Patient records at facilities specified by guardians, and facilities located in the catchment area of participating village clinics, were systematically reviewed to ascertain HSA referral decisions at the initial visit, dates of further attendances of children whose guardians did not have a phone, and to confirm guardian-reported information for those successfully contacted by telephone. Ethical approval was granted by the College of Medicine Research and Ethics Committee in Malawi and by the University of Washington, USA.

Results

Twelve HSAs recruited a total of 160 children, of whom 11 were later excluded because they fell outside the age range (between 2 months and 5 years of age) for which CCM is validated. Of the 149 included children, 87 (58.4%) guardians provided a mobile phone number, of whom the study team were able to contact 44 (29.5%). Despite no HSA referrals at the initial clinic visit, seven guardians with mobile phones who were contacted stated that they took their child for further treatment: three reported returning to village clinics and four to secondary-care facilities. Records could only be found for one child at the relevant facility. For children of guardians without a mobile phone, there were no confirmed additional patient visits.

Discussion

To our knowledge, this is the first study conducted in Malawi that has demonstrated the potential utility of mobile phones for clinical follow-up of acutely unwell children from village clinics. Over half of parents provided a mobile number, of whom half were successfully contacted, providing an overall telephone follow-up rate of 44/149 (29.5%). Reported access to a mobile phone was considerably less than the 89.3% cited for patients in urban areas in low- and middle-income countries (LMICs).5 This difference may be attributable to lower affluence, poorer accessibility to mobile phones and network coverage in rural areas.5 In some cases, guardian-reported information could not be substantiated from health records, making it difficult to determine the most valid source of follow-up data. We did not categorically record absence of a mobile phone, which may have resulted in under-reporting of the number of participants with mobile phones.

Conclusions

Although our sample size was small and our findings may not be generalisable, the expansion of network coverage and mobile phone ownership in Malawi may facilitate the use of mobile phones as a simple method to ascertain outcomes in children recruited to clinical studies in rural areas, and consideration should be given to the role of mobile phone solutions for patient follow-up as part of HSA clinical practice in Malawi.

Acknowledgements

This study received funding from the European Union’s Seventh Framework Programme for research, technological development and demonstration under grant agreement no 305292.

References

1. WHO/UNICEF. Joint Statement: Integrated Community Case Management (iCCM). 2012. http://www.unicef.org/health/files/iCCM_Joint_Statement_2012.pdf

2. Wootton R, Liu J, Bonnardot L. Quality Assurance of Teleconsultations in a Store-and-Forward Telemedicine Network – Obtaining Patient Follow-up Data and User Feedback. Frontiers in Public Health. 2014;2:247.
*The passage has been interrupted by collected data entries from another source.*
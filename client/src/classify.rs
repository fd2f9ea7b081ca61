//! Converts transport and protocol failures into [`ClientError`] kinds.
//!
//! Success needs two checks: the transport status must be 200 or 201, and a
//! JSON body must carry `relatedHTTPCode == 200`. Nothing here retries.

use crate::error::{ClientError, ClientResult, ErrorContext};
use reqwest::StatusCode;
use serde_json::Value;
use std::time::Duration;

const RELATED_HTTP_CODE: &str = "relatedHTTPCode";
const ENVELOPE_FIELDS: [&str; 3] = [
    "exceptionErrorMessage",
    "exceptionSystemAction",
    "exceptionUserAction",
];

/// Transport statuses that count as success.
#[must_use]
pub fn is_transport_success(status: StatusCode) -> bool {
    matches!(status, StatusCode::OK | StatusCode::CREATED)
}

/// Classify a failed send or body read.
///
/// Timeouts win over connect failures, since a connect that times out
/// reports both.
#[must_use]
pub fn transport(err: reqwest::Error, timeout: Duration, context: &ErrorContext) -> ClientError {
    let mut context = context.clone();
    if let Some(status) = err.status() {
        context.http_status = Some(status.as_u16());
    }

    if err.is_timeout() {
        let connect_phase = err.is_connect();
        timed_out(timeout, connect_phase, context, Some(err))
    } else if err.is_connect() {
        ClientError::connection(err.to_string(), context, Some(err))
    } else {
        ClientError::unknown(err.to_string(), context, Some(err))
    }
}

/// `Timeout` for a call that ran out of time.
///
/// `timeout` is the per-request limit. When the connect phase timed out the
/// session's connect timeout fired instead; that case is marked with
/// `phase=connect` in `additional_info`.
#[must_use]
pub fn timed_out(
    timeout: Duration,
    connect_phase: bool,
    mut context: ErrorContext,
    source: Option<reqwest::Error>,
) -> ClientError {
    if connect_phase {
        context = context.with_info("phase", "connect");
    }
    ClientError::Timeout {
        timeout,
        context: Box::new(context),
        source,
    }
}

/// Classify a response whose transport status was not 200/201.
///
/// A readable body makes it `ClientRejected`; a body that cannot be read
/// makes it `Unknown`.
#[must_use]
pub fn rejection(
    status: StatusCode,
    body: Result<String, reqwest::Error>,
    context: &ErrorContext,
) -> ClientError {
    let mut context = context.clone().with_status(status.as_u16());
    match body {
        Ok(text) => {
            if let Ok(parsed) = serde_json::from_str::<Value>(&text) {
                record_envelope(&parsed, &mut context);
            }
            ClientError::ClientRejected {
                status: status.as_u16(),
                response_text: text,
                context: Box::new(context),
            }
        }
        Err(err) => ClientError::unknown(
            format!("HTTP {status} with unreadable body: {err}"),
            context,
            Some(err),
        ),
    }
}

/// Parse a body expected to be JSON.
///
/// # Errors
///
/// `InvalidParameter` carrying the decode error and the raw text.
pub fn parse_json(text: &str, context: &ErrorContext) -> ClientResult<Value> {
    serde_json::from_str(text).map_err(|e| ClientError::InvalidParameter {
        message: format!("response is not valid JSON: {e}"),
        context: Box::new(context.clone().with_info("response_text", text)),
        source: Some(e),
    })
}

/// Accept a parsed body only when `relatedHTTPCode` is exactly 200.
///
/// # Errors
///
/// `ApiError` carrying the body for any other code, including a missing one.
pub fn related_http_code(body: Value, context: &ErrorContext) -> ClientResult<Value> {
    let code = body.get(RELATED_HTTP_CODE).and_then(Value::as_i64);
    if code == Some(200) {
        return Ok(body);
    }

    let mut context = context.clone();
    record_envelope(&body, &mut context);
    Err(ClientError::ApiError {
        related_http_code: code,
        body,
        context: Box::new(context),
    })
}

fn record_envelope(body: &Value, context: &mut ErrorContext) {
    if let Some(code) = body.get(RELATED_HTTP_CODE) {
        context
            .additional_info
            .insert(RELATED_HTTP_CODE.to_string(), code.to_string());
    }
    for field in ENVELOPE_FIELDS {
        if let Some(text) = body.get(field).and_then(Value::as_str) {
            context
                .additional_info
                .insert(field.to_string(), text.to_string());
        }
    }
}

#[cfg(test)]
mod tests {
    use super::*;
    use crate::error::ErrorKind;
    use serde_json::json;

    fn ctx() -> ErrorContext {
        ErrorContext::new("find_assets", "https://localhost:9443/servers/v/api/open-metadata/x")
            .with_method("POST")
    }

    #[test]
    fn test_transport_success_statuses() {
        assert!(is_transport_success(StatusCode::OK));
        assert!(is_transport_success(StatusCode::CREATED));
        assert!(!is_transport_success(StatusCode::NO_CONTENT));
        assert!(!is_transport_success(StatusCode::NOT_FOUND));
    }

    #[test]
    fn test_connect_phase_timeout_is_marked() {
        let err = timed_out(Duration::from_secs(30), true, ctx(), None);
        assert_eq!(err.kind(), ErrorKind::Timeout);
        assert_eq!(
            err.context().additional_info.get("phase").map(String::as_str),
            Some("connect")
        );

        let err = timed_out(Duration::from_secs(30), false, ctx(), None);
        assert!(!err.context().additional_info.contains_key("phase"));
    }

    #[test]
    fn test_related_code_200_is_success() {
        let body = json!({"relatedHTTPCode": 200, "element": {"x": 1}});
        let value = related_http_code(body, &ctx()).unwrap();
        assert_eq!(value["element"]["x"], 1);
    }

    #[test]
    fn test_related_code_other_is_api_error() {
        let body = json!({
            "relatedHTTPCode": 404,
            "exceptionErrorMessage": "OMAG-ASSET-404 asset not found",
            "exceptionUserAction": "check the GUID",
        });
        let err = related_http_code(body, &ctx()).unwrap_err();
        assert_eq!(err.kind(), ErrorKind::ApiError);
        let info = &err.context().additional_info;
        assert_eq!(info.get("relatedHTTPCode").map(String::as_str), Some("404"));
        assert_eq!(
            info.get("exceptionErrorMessage").map(String::as_str),
            Some("OMAG-ASSET-404 asset not found")
        );
        match err {
            ClientError::ApiError {
                related_http_code,
                body,
                ..
            } => {
                assert_eq!(related_http_code, Some(404));
                assert_eq!(body["exceptionUserAction"], "check the GUID");
            }
            other => panic!("unexpected {other:?}"),
        }
    }

    #[test]
    fn test_missing_related_code_is_api_error() {
        for body in [json!({"element": {}}), json!([1, 2]), json!({"relatedHTTPCode": "200"})] {
            let err = related_http_code(body, &ctx()).unwrap_err();
            assert_eq!(err.kind(), ErrorKind::ApiError);
        }
    }

    #[test]
    fn test_parse_json_failure() {
        let err = parse_json("<html>oops</html>", &ctx()).unwrap_err();
        assert_eq!(err.kind(), ErrorKind::InvalidParameter);
        assert_eq!(
            err.context().additional_info.get("response_text").map(String::as_str),
            Some("<html>oops</html>")
        );
        assert!(std::error::Error::source(&err).is_some());
    }

    #[test]
    fn test_rejection_with_body() {
        let err = rejection(
            StatusCode::BAD_REQUEST,
            Ok(r#"{"relatedHTTPCode":400,"exceptionErrorMessage":"bad guid"}"#.to_string()),
            &ctx(),
        );
        assert_eq!(err.kind(), ErrorKind::ClientRejected);
        assert_eq!(err.http_status(), Some(400));
        assert_eq!(
            err.context().additional_info.get("exceptionErrorMessage").map(String::as_str),
            Some("bad guid")
        );

        let err = rejection(StatusCode::SERVICE_UNAVAILABLE, Ok("down".to_string()), &ctx());
        match err {
            ClientError::ClientRejected { response_text, .. } => assert_eq!(response_text, "down"),
            other => panic!("unexpected {other:?}"),
        }
    }
}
3. Bossyns P, Abache R, Abdoulaye MS, Miyé H, Depoorter A-M, Van Lerberghe W. Monitoring the referral system through benchmarking in rural Niger: an evaluation of the functional relation between health centres and the district hospital. BMC health services research. 2006;6(1):1-7.

4. Peterson S, Nsungwa-Sabiiti J, Were W, Nsabagasani X, Magumba G, Nambooze J, et al. Coping with paediatric referral-Ugandan parents’ experience. The Lancet. 2014;363(9425):1955-6.

5. House DR, Cheptinga P, Rusyniak DE. Availability of mobile phones for discharge follow-up of pediatric. Emergency Department patients in western Kenya. Peer J. 2015;3:e790.